National Body Urges Three Provinces to Regulate Lab Techs

An interesting article by MSN on Health news:
http://healthandfitness.sympatico.msn.ca/News/ContentPosting?newsitemid=0444095027&feedname=CP-HEALTH&show=False&number=0&showbyline=True&subtitle=&detect=&abc=abc&date=True&pagenumber=2
National body urges three provinces to regulate lab technologists
04/03/2009 10:51:00 AMTara Brautigam, THE CANADIAN PRESS ST. JOHN'S, N.L. - Patient safety in three provinces and northern Canada may be at risk because medical laboratory technologists there aren't regulated, a national body warned Wednesday in the wake of Newfoundland and Labrador's botched breast cancer testing scandal.
Kurt Davis, executive director of the Canadian Society for Medical Laboratory Science, urged Newfoundland, British Columbia, Prince Edward Island and the Territories to introduce professional regulation of lab technologists.

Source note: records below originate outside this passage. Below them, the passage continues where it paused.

//! Command rendering: one exhaustive match over the node model.
//!
//! Each compound decides its own punctuation from its formatting flags plus
//! the requested dialect. The superset dialect rejects `}` without a
//! preceding separator, so brace wrappers consult the dialect; the
//! POSIX-style dialect tolerates the omission and prints the lighter form.

use crate::ast::{
    And, AstNode, Background, Case, CaseArm, Cond, CondKind, Defun, Group, If, Not, Or, Pipe,
    Semi, SimpleCommand, Subshell, While,
};
use crate::print::redirect::{heredoc_parts, print_redirects};
use crate::print::word::{print_word, print_words, QuoteMode};
use crate::print::Dialect;

/// Renders one node.
pub(crate) fn print_node(node: &AstNode, dialect: Dialect) -> String {
    match node {
        AstNode::Simple(cmd) => print_simple(cmd, dialect, false),
        AstNode::Pipe(pipe) => print_pipe(pipe, dialect),
        AstNode::And(and) => print_and(and, dialect),
        AstNode::Or(or) => print_or(or, dialect),
        AstNode::Semi(semi) => print_semi(semi, dialect),
        AstNode::Not(not) => print_not(not, dialect),
        AstNode::Redir(redir) => format!(
            "{}{}",
            print_node(&redir.body, dialect),
            print_redirects(&redir.redirects, dialect, false)
        ),
        AstNode::Background(bg) => print_background(bg, dialect),
        AstNode::Subshell(subshell) => print_subshell(subshell, dialect),
        AstNode::If(if_node) => print_if(if_node, dialect),
        AstNode::While(while_node) => print_while(while_node, dialect),
        AstNode::For(for_node) => format!(
            "for {} in {}; do {}; done",
            print_word(&for_node.var, QuoteMode::Unquoted, dialect),
            print_words(&for_node.items, QuoteMode::Unquoted, dialect),
            print_node(&for_node.body, dialect)
        ),
        AstNode::Case(case) => print_case(case, dialect),
        AstNode::Defun(defun) => print_defun(defun, dialect),
        AstNode::Select(select) => format!(
            "select {} in {}; do {}; done",
            print_word(&select.var, QuoteMode::Unquoted, dialect),
            print_words(&select.items, QuoteMode::Unquoted, dialect),
            print_node(&select.body, dialect)
        ),
        AstNode::Arith(arith) => format!(
            "(({}))",
            print_words(&arith.body, QuoteMode::Unquoted, dialect)
        ),
        AstNode::Cond(cond) => print_cond(cond, true, dialect),
        AstNode::ArithFor(arith_for) => format!(
            "for (({}; {}; {})); do {}; done",
            print_words(&arith_for.init, QuoteMode::Unquoted, dialect),
            print_words(&arith_for.test, QuoteMode::Unquoted, dialect),
            print_words(&arith_for.step, QuoteMode::Unquoted, dialect),
            print_node(&arith_for.body, dialect)
        ),
        AstNode::Coproc(coproc) => {
            let body = print_node(&coproc.body, dialect);
            match &*coproc.body {
                AstNode::Simple(_) => format!("coproc {body}"),
                _ => format!(
                    "coproc {} {body}",
                    print_word(&coproc.name, QuoteMode::Unquoted, dialect)
                ),
            }
        }
        AstNode::Time(time) => {
            let flag = if time.posix { "-p " } else { "" };
            format!("time {flag}{}", print_node(&time.body, dialect))
        }
        AstNode::Group(group) => print_group(group, dialect),
    }
}

// ---------------------------------------------------------------------------
// Simple commands
// ---------------------------------------------------------------------------

fn print_simple(cmd: &SimpleCommand, dialect: Dialect, ignore_heredocs: bool) -> String {
    let mut out = cmd
        .assignments
        .iter()
        .map(|assign| {
            format!(
                "{}={}",
                assign.name,
                print_word(&assign.value, QuoteMode::Unquoted, dialect)
            )
        })
        .collect::<Vec<_>>()
        .join(" ");
    if !cmd.assignments.is_empty() && !cmd.words.is_empty() {
        out.push(' ');
    }
    out.push_str(&print_words(&cmd.words, QuoteMode::Unquoted, dialect));
    out.push_str(&print_redirects(&cmd.redirects, dialect, ignore_heredocs));
    out
}

// ---------------------------------------------------------------------------
// Connections
// ---------------------------------------------------------------------------

fn print_pipe(pipe: &Pipe, dialect: Dialect) -> String {
    let text = if pipe.commands.len() > 1 {
        match deferred_body(&pipe.commands[0], dialect) {
            Some((head, deferred)) => {
                let rest = pipe.commands[1..]
                    .iter()
                    .map(|stage| print_node(stage, dialect))
                    .collect::<Vec<_>>()
                    .join(" | ");
                let (headers, bodies) = join_deferred(&deferred);
                format!("{head} {headers} | {rest}\n{bodies}")
            }
            None => pipe
                .commands
                .iter()
                .map(|stage| print_node(stage, dialect))
                .collect::<Vec<_>>()
                .join(" | "),
        }
    } else {
        pipe.commands
            .iter()
            .map(|stage| print_node(stage, dialect))
            .collect::<Vec<_>>()
            .join(" | ")
    };
    if pipe.background {
        format!("{} &", braces(&text, dialect))
    } else {
        text
    }
}

fn print_and(and: &And, dialect: Dialect) -> String {
    let right = print_node(&and.right, dialect);
    if let Some((head, deferred)) = deferred_body(&and.left, dialect) {
        let (headers, bodies) = join_deferred(&deferred);
        return if and.no_braces {
            format!("{head} {headers} &&\n{bodies}{right}")
        } else {
            format!(
                "{} {headers} &&\n{bodies}{}",
                braces(&head, dialect),
                braces(&right, dialect)
            )
        };
    }
    let left = print_node(&and.left, dialect);
    if and.no_braces {
        format!("{left} && {right}")
    } else {
        format!("{} && {}", braces(&left, dialect), braces(&right, dialect))
    }
}

fn print_or(or: &Or, dialect: Dialect) -> String {
    let left = print_node(&or.left, dialect);
    let right = print_node(&or.right, dialect);
    if or.no_braces {
        format!("{left} || {right}")
    } else {
        format!("{} || {}", braces(&left, dialect), braces(&right, dialect))
    }
}

fn print_semi(semi: &Semi, dialect: Dialect) -> String {
    let left = print_node(&semi.left, dialect);
    let right = print_node(&semi.right, dialect);
    if semi.semicolon {
        format!("{left} ; {right}")
    } else {
        format!("{left}\n{right}")
    }
}

fn print_not(not: &Not, dialect: Dialect) -> String {
    let body = print_node(&not.body, dialect);
    if not.no_braces {
        format!("! {body}")
    } else {
        format!("! {}", braces(&body, dialect))
    }
}

fn print_background(bg: &Background, dialect: Dialect) -> String {
    if bg.after_ampersand {
        // The job body carries a here-document: its content must start on
        // the line after the ampersand or the shell would read it as the
        // next command.
        let (head, mut deferred) = match deferred_body(&bg.body, dialect) {
            Some((head, deferred)) => (head, deferred),
            None => (print_node(&bg.body, dialect), Vec::new()),
        };
        let inline = print_redirects(&bg.redirects, dialect, true);
        deferred.extend(heredoc_parts(&bg.redirects, dialect));
        if !deferred.is_empty() {
            let (headers, bodies) = join_deferred(&deferred);
            return format!("{head}{inline} {headers} &\n{bodies}");
        }
    }
    let body = format!(
        "{}{}",
        print_node(&bg.body, dialect),
        print_redirects(&bg.redirects, dialect, false)
    );
    if bg.no_braces {
        format!("{body} &")
    } else {
        format!("{} &", braces(&body, dialect))
    }
}

// ---------------------------------------------------------------------------
// Compounds
// ---------------------------------------------------------------------------

fn print_subshell(subshell: &Subshell, dialect: Dialect) -> String {
    format!(
        "( {} ){}",
        print_node(&subshell.body, dialect),
        print_redirects(&subshell.redirects, dialect, false)
    )
}

fn print_if(if_node: &If, dialect: Dialect) -> String {
    let mut out = format!(
        "if {}; then {}",
        print_node(&if_node.cond, dialect),
        print_node(&if_node.then_branch, dialect)
    );
    match &if_node.else_branch {
        None => out.push_str("; fi"),
        Some(else_branch) if else_branch.is_empty_command() => out.push_str("; fi"),
        Some(else_branch) => match &**else_branch {
            // `elif` chains: the nested conditional brings its own `fi`.
            AstNode::If(_) => {
                out.push_str("; el");
                out.push_str(&print_node(else_branch, dialect));
            }
            _ => {
                out.push_str(&format!("; else {}; fi", print_node(else_branch, dialect)));
            }
        },
    }
    out
}

fn print_while(while_node: &While, dialect: Dialect) -> String {
    let body = print_node(&while_node.body, dialect);
    if let AstNode::Not(not) = &*while_node.test {
        // Canonical form of the superset's negated-loop keyword: re-emit
        // the keyword where the grammar has one, spell out the negation
        // where it does not.
        let test = print_node(&not.body, dialect);
        return match dialect {
            Dialect::Bash => format!("until {test}; do {body}; done"),
            Dialect::Posix => format!("while ! {test}; do {body}; done"),
        };
    }
    format!(
        "while {}; do {body}; done",
        print_node(&while_node.test, dialect)
    )
}

fn print_case(case: &Case, dialect: Dialect) -> String {
    let arms = case
        .arms
        .iter()
        .map(|arm| print_case_arm(arm, dialect))
        .collect::<Vec<_>>()
        .join(" ");
    format!(
        "case {} in {arms} esac",
        print_word(&case.word, QuoteMode::Unquoted, dialect)
    )
}

fn print_case_arm(arm: &CaseArm, dialect: Dialect) -> String {
    let patterns = arm
        .patterns
        .iter()
        .map(|pattern| print_word(pattern, QuoteMode::Unquoted, dialect))
        .collect::<Vec<_>>()
        .join("|");
    // A literal `esac` pattern must be parenthesized or it closes the case.
    let lead = match arm.patterns.first() {
        Some(first) if print_word(first, QuoteMode::Unquoted, dialect) == "esac" => "(",
        _ => "",
    };
    let body = match &arm.body {
        Some(body) => print_node(body, dialect),
        None => String::new(),
    };
    let delim = if arm.fallthrough { ";&" } else { ";;" };
    format!("{lead}{patterns}) {body}{delim}")
}

fn print_defun(defun: &Defun, dialect: Dialect) -> String {
    let name = print_word(&defun.name, QuoteMode::Unquoted, dialect);
    // A brace-group body supplies no braces of its own here; the definition
    // syntax provides them.
    let body = match &*defun.body {
        AstNode::Group(group) => print_node(&group.body, dialect),
        other => print_node(other, dialect),
    };
    let keyword = if defun.reserved_word && dialect == Dialect::Bash {
        "function "
    } else {
        ""
    };
    format!("{keyword}{name} () {{\n{body}\n}}")
}

fn print_cond(cond: &Cond, with_brackets: bool, dialect: Dialect) -> String {
    let sub = |side: &Option<Box<Cond>>| match side {
        Some(side) => print_cond(side, false, dialect),
        None => String::new(),
    };
    let op = |op: &Option<crate::ast::Word>| match op {
        Some(op) => print_word(op, QuoteMode::Unquoted, dialect),
        None => String::new(),
    };
    let mut out = String::new();
    if with_brackets {
        out.push_str("[[ ");
    }
    if cond.invert {
        out.push_str("! ");
    }
    match cond.kind {
        CondKind::Expr => out.push_str(&format!("( {} )", sub(&cond.left))),
        CondKind::And => out.push_str(&format!("{} && {}", sub(&cond.left), sub(&cond.right))),
        CondKind::Or => out.push_str(&format!("{} || {}", sub(&cond.left), sub(&cond.right))),
        CondKind::Unary => out.push_str(&format!("{} {}", op(&cond.op), sub(&cond.left))),
        CondKind::Binary => out.push_str(&format!(
            "{} {} {}",
            sub(&cond.left),
            op(&cond.op),
            sub(&cond.right)
        )),
        CondKind::Term => out.push_str(&op(&cond.op)),
    }
    if with_brackets {
        out.push_str(" ]]");
    }
    out
}

fn print_group(group: &Group, dialect: Dialect) -> String {
    braces(&print_node(&group.body, dialect), dialect)
}

// ---------------------------------------------------------------------------
// Brace wrapping and deferred here-documents
// ---------------------------------------------------------------------------

/// Wraps a body in `{ … }`, inserting the separator the dialect demands
/// before the closing brace.
fn braces(body: &str, dialect: Dialect) -> String {
    if needs_separator(body, dialect) {
        format!("{{ {body}; }}")
    } else {
        format!("{{ {body} }}")
    }
}

/// The superset grammar rejects `}` without a preceding `;`, `&`, or
/// newline; the POSIX-style grammar tolerates the omission.
fn needs_separator(body: &str, dialect: Dialect) -> bool {
    match dialect {
        Dialect::Posix => false,
        Dialect::Bash => !matches!(body.chars().last(), Some('&' | ';' | '\n')),
    }
}

/// Renders a command with its here-documents deferred, returning the inline
/// text and the `(header, body)` pairs. `None` when the node carries no
/// here-document.
fn deferred_body(node: &AstNode, dialect: Dialect) -> Option<(String, Vec<(String, String)>)> {
    match node {
        AstNode::Simple(cmd) => {
            let deferred = heredoc_parts(&cmd.redirects, dialect);
            if deferred.is_empty() {
                return None;
            }
            Some((print_simple(cmd, dialect, true), deferred))
        }
        AstNode::Redir(redir) => {
            let deferred = heredoc_parts(&redir.redirects, dialect);
            if deferred.is_empty() {
                return None;
            }
            let inline = print_redirects(&redir.redirects, dialect, true);
            Some((
                format!("{}{inline}", print_node(&redir.body, dialect)),
                deferred,
            ))
        }
        _ => None,
    }
}

/// Joins deferred heredoc pairs into a space-separated header run and a
/// concatenated body block.
fn join_deferred(deferred: &[(String, String)]) -> (String, String) {
    let headers = deferred
        .iter()
        .map(|(header, _)| header.as_str())
        .collect::<Vec<_>>()
        .join(" ");
    let bodies = deferred
        .iter()
        .map(|(_, body)| body.as_str())
        .collect::<Vec<_>>()
        .concat();
    (headers, bodies)
}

"This is very concerning because employers can basically hire whoever they want," he said at a news conference. "There are no restrictions on who can work in a medical laboratory in the absence of professional regulation.
"There's issues of patient safety, in worker safety, in patient confidentiality."
Davis singled out B.C. for "procrastinating" on a 10-year-old proposal to regulate the profession.
He also called on P.E.I., Nova Scotia, New Brunswick and the Territories to implement mandatory external accreditation of their medical labs to meet internationally accepted standards.
The laboratory medicine director of the Newfoundland health board at the centre of the faulty tests said she agrees regulation and accreditation are needed.
"Accreditation has certainly been a needed entity in laboratory medicine to ensure standards of practice, competency in training," said Lynn Wade of Eastern Health.
Up to 85 per cent of decisions by physicians are based on medical lab results, according to the Canadian Society for Medical Laboratory Science, which represents more than 14,000 medical laboratory technologists across Canada.
Davis's call for action came a day after the release of a public inquiry report that found glaring errors at the St. John's lab that processed hundreds of botched breast cancer tests in Newfoundland.
Quality control at that lab was "so little and so haphazard as to be non-existent," provincial Supreme Court Justice Margaret Cameron wrote in a 495-page report.
"We are concerned that similar situations exist but have not erupted in this fashion across Canada," Davis said, citing cutbacks to medical lab sciences across the country in the 1990s.
Cameron issued 60 recommendations that, among other things, call for more training for clinicians, improved record-keeping and mandatory continuing education for laboratory technologists.
She has asked the Newfoundland government to report on the status of her recommendations by March 31, 2010.
The inquiry was launched in 2007 to probe how at least 386 men and women had their breast cancer tests botched.
The tests were intended to determine the most appropriate course of treatment.
At least 108 patients whose tests were misread have died in what is the province's biggest public health failure. But it will likely never be known how many of them, if any, died as a result of missing out on potentially life-saving treatment.